##### Listed entries

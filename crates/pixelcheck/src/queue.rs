//! Failure review queue.
//!
//! Entries live in a map keyed by [`FailureId`] and are ordered by
//! last-updated time in a separate tree, so targeted removal does not
//! require a scan. Both structures sit behind one lock and change
//! together. Timestamps never run backwards; a sequence number breaks
//! ties between entries touched within the same clock tick.

use crate::failure::{Failure, FailureId};
use chrono::{DateTime, Utc};
use std::collections::{BTreeMap, HashMap};
use std::sync::{Mutex, MutexGuard, PoisonError};

type OrderKey = (DateTime<Utc>, u64);

#[derive(Debug)]
struct Entry {
    failure: Failure,
    last_updated: DateTime<Utc>,
    // None while checked out by `poll`
    key: Option<OrderKey>,
}

#[derive(Debug, Default)]
struct QueueState {
    entries: HashMap<FailureId, Entry>,
    order: BTreeMap<OrderKey, FailureId>,
    seq: u64,
    last: Option<DateTime<Utc>>,
}

impl QueueState {
    fn next_key(&mut self) -> OrderKey {
        let now = Utc::now();
        let stamp = self.last.map_or(now, |last| last.max(now));
        self.last = Some(stamp);
        self.seq += 1;
        (stamp, self.seq)
    }

    fn enqueue(&mut self, id: &FailureId) {
        let key = self.next_key();
        if let Some(entry) = self.entries.get_mut(id) {
            if let Some(old) = entry.key.replace(key) {
                self.order.remove(&old);
            }
            entry.last_updated = key.0;
            self.order.insert(key, id.clone());
        }
    }

    fn remove(&mut self, id: &FailureId) -> Option<Failure> {
        let entry = self.entries.remove(id)?;
        if let Some(key) = entry.key {
            self.order.remove(&key);
        }
        Some(entry.failure)
    }

    fn remove_where(&mut self, pred: impl Fn(&Failure) -> bool) -> Vec<FailureId> {
        let ids: Vec<FailureId> = self
            .entries
            .iter()
            .filter(|(_, entry)| pred(&entry.failure))
            .map(|(id, _)| id.clone())
            .collect();
        for id in &ids {
            self.remove(id);
        }
        ids
    }
}

/// Oldest-first queue of failures awaiting review
#[derive(Debug, Default)]
pub struct FailureQueue {
    state: Mutex<QueueState>,
}

impl FailureQueue {
    /// Empty queue
    #[must_use]
    pub fn new() -> Self {
        Self::default()
    }

    fn state(&self) -> MutexGuard<'_, QueueState> {
        self.state.lock().unwrap_or_else(PoisonError::into_inner)
    }

    /// Queue a failure. A failure whose id is already present replaces
    /// the stored value and keeps its position; one checked out by
    /// [`poll`](Self::poll) goes back in as the newest entry. Returns
    /// true if the id was new.
    pub fn add_value(&self, failure: Failure) -> bool {
        let id = failure.id();
        let mut state = self.state();
        if let Some(entry) = state.entries.get_mut(&id) {
            entry.failure = failure;
            let checked_out = entry.key.is_none();
            if checked_out {
                state.enqueue(&id);
            }
            tracing::debug!(failure = %id, requeued = checked_out, "pixelcheck.queue.replaced");
            return false;
        }
        state.entries.insert(
            id.clone(),
            Entry {
                failure,
                last_updated: Utc::now(),
                key: None,
            },
        );
        state.enqueue(&id);
        tracing::debug!(failure = %id, pending = state.order.len(), "pixelcheck.queue.added");
        true
    }

    /// Oldest queued failure, left in place
    #[must_use]
    pub fn peek(&self) -> Option<(FailureId, Failure)> {
        let state = self.state();
        let (_, id) = state.order.first_key_value()?;
        let entry = state.entries.get(id)?;
        Some((id.clone(), entry.failure.clone()))
    }

    /// Take the oldest failure out of the ordering. It stays known to
    /// the queue until removed, and [`touch`](Self::touch) puts it back.
    #[must_use]
    pub fn poll(&self) -> Option<(FailureId, Failure)> {
        let mut state = self.state();
        let (_, id) = state.order.pop_first()?;
        let entry = state.entries.get_mut(&id)?;
        entry.key = None;
        Some((id, entry.failure.clone()))
    }

    /// Stored failure by id
    #[must_use]
    pub fn get(&self, id: &FailureId) -> Option<Failure> {
        self.state().entries.get(id).map(|entry| entry.failure.clone())
    }

    /// When `id` was last queued or touched
    #[must_use]
    pub fn last_updated(&self, id: &FailureId) -> Option<DateTime<Utc>> {
        self.state().entries.get(id).map(|entry| entry.last_updated)
    }

    /// Refresh the timestamp of `id` and move it to the back of the
    /// queue. Returns false if the id is unknown.
    pub fn touch(&self, id: &FailureId) -> bool {
        let mut state = self.state();
        if !state.entries.contains_key(id) {
            return false;
        }
        state.enqueue(id);
        true
    }

    /// Remove `id` from the queue entirely
    pub fn remove(&self, id: &FailureId) -> Option<Failure> {
        self.state().remove(id)
    }

    /// Remove everything, returning the removed ids
    pub fn clear(&self) -> Vec<FailureId> {
        let mut state = self.state();
        let ids = state.entries.keys().cloned().collect();
        state.entries.clear();
        state.order.clear();
        ids
    }

    /// Remove every failure of tests named `test_name`
    pub fn clear_test_name(&self, test_name: &str) -> Vec<FailureId> {
        self.state().remove_where(|failure| failure.test_name() == test_name)
    }

    /// Remove every failure of the test `test_id`
    pub fn clear_test_id(&self, test_id: &str) -> Vec<FailureId> {
        self.state().remove_where(|failure| failure.screenshot.test_id == test_id)
    }

    /// Queued ids, oldest first. Checked-out entries are not listed.
    #[must_use]
    pub fn ids(&self) -> Vec<FailureId> {
        self.state().order.values().cloned().collect()
    }

    /// Number of known failures, including checked-out ones
    #[must_use]
    pub fn len(&self) -> usize {
        self.state().entries.len()
    }

    /// Number of failures waiting in the ordering
    #[must_use]
    pub fn pending(&self) -> usize {
        self.state().order.len()
    }

    /// No failures known
    #[must_use]
    pub fn is_empty(&self) -> bool {
        self.state().entries.is_empty()
    }
}

#[cfg(test)]
#[allow(clippy::unwrap_used)]
mod tests {
    use super::*;
    use crate::screenshot::ScreenshotCheck;

    fn failure(test_id: &str) -> Failure {
        Failure::new(ScreenshotCheck::new(test_id, "suite", format!("{test_id}.png"), "h"))
    }

    fn polled(queue: &FailureQueue) -> Option<String> {
        queue.poll().map(|(id, _)| id.test_id)
    }

    #[test]
    fn test_ignore_moves_to_back() {
        let queue = FailureQueue::new();
        queue.add_value(failure("f1"));
        queue.add_value(failure("f2"));
        let (f1, _) = queue.poll().unwrap();
        assert_eq!(f1.test_id, "f1");
        assert!(queue.touch(&f1));
        assert_eq!(polled(&queue).as_deref(), Some("f2"));
        assert_eq!(polled(&queue).as_deref(), Some("f1"));
        assert_eq!(polled(&queue), None);
        assert_eq!(queue.len(), 2);
    }

    #[test]
    fn test_touch_without_poll_reorders() {
        let queue = FailureQueue::new();
        queue.add_value(failure("f1"));
        queue.add_value(failure("f2"));
        queue.add_value(failure("f3"));
        let before = queue.last_updated(&failure("f1").id()).unwrap();
        queue.touch(&failure("f1").id());
        assert!(queue.last_updated(&failure("f1").id()).unwrap() >= before);
        let order: Vec<_> = queue.ids().into_iter().map(|id| id.test_id).collect();
        assert_eq!(order, vec!["f2", "f3", "f1"]);
    }

    #[test]
    fn test_add_existing_replaces_in_place() {
        let queue = FailureQueue::new();
        assert!(queue.add_value(failure("f1")));
        queue.add_value(failure("f2"));
        let replacement = failure("f1").with_current_hash(Some("new".to_string()));
        assert!(!queue.add_value(replacement));
        assert_eq!(queue.pending(), 2);
        let (id, value) = queue.peek().unwrap();
        assert_eq!(id.test_id, "f1");
        assert_eq!(value.current_hash.as_deref(), Some("new"));
    }

    #[test]
    fn test_refailed_after_poll_is_requeued() {
        let queue = FailureQueue::new();
        queue.add_value(failure("a"));
        queue.add_value(failure("b"));
        assert_eq!(polled(&queue).as_deref(), Some("a"));
        let refailed = failure("a").with_current_hash(Some("again".to_string()));
        assert!(!queue.add_value(refailed));
        assert_eq!(queue.len(), 2);
        assert_eq!(queue.pending(), 2);
        let order: Vec<_> = queue.ids().into_iter().map(|id| id.test_id).collect();
        assert_eq!(order, vec!["b", "a"]);
        assert_eq!(polled(&queue).as_deref(), Some("b"));
        let (id, value) = queue.poll().unwrap();
        assert_eq!(id.test_id, "a");
        assert_eq!(value.current_hash.as_deref(), Some("again"));
    }

    #[test]
    fn test_remove_from_middle() {
        let queue = FailureQueue::new();
        for name in ["f1", "f2", "f3"] {
            queue.add_value(failure(name));
        }
        assert!(queue.remove(&failure("f2").id()).is_some());
        assert!(queue.remove(&failure("f2").id()).is_none());
        let order: Vec<_> = queue.ids().into_iter().map(|id| id.test_id).collect();
        assert_eq!(order, vec!["f1", "f3"]);
    }

    #[test]
    fn test_peek_does_not_consume() {
        let queue = FailureQueue::new();
        queue.add_value(failure("f1"));
        assert_eq!(queue.peek().map(|(id, _)| id.test_id).as_deref(), Some("f1"));
        assert_eq!(queue.pending(), 1);
    }

    #[test]
    fn test_polled_entry_still_known() {
        let queue = FailureQueue::new();
        queue.add_value(failure("f1"));
        let (id, _) = queue.poll().unwrap();
        assert!(queue.peek().is_none());
        assert!(queue.get(&id).is_some());
        assert!(!queue.is_empty());
        assert_eq!(queue.pending(), 0);
    }

    #[test]
    fn test_scoped_clear() {
        let queue = FailureQueue::new();
        queue.add_value(failure("a"));
        queue.add_value(Failure::new(
            ScreenshotCheck::new("b", "suite", "b.png", "h").with_test_name("login"),
        ));
        queue.add_value(failure("c"));
        assert_eq!(queue.clear_test_name("login").len(), 1);
        assert_eq!(queue.clear_test_id("a"), vec![failure("a").id()]);
        assert_eq!(queue.len(), 1);
        assert_eq!(queue.clear().len(), 1);
        assert!(queue.is_empty());
        assert!(queue.peek().is_none());
    }

    #[test]
    fn test_unknown_touch_is_noop() {
        let queue = FailureQueue::new();
        assert!(!queue.touch(&FailureId::new("x", "y", "z")));
    }
}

##########

▸ Assignment
Within the entries above, find the string "login" and return each line that holds it.

▸ Solution to this exercise
            ScreenshotCheck::new("b", "suite", "b.png", "h").with_test_name("login"),
        assert_eq!(queue.clear_test_name("login").len(), 1);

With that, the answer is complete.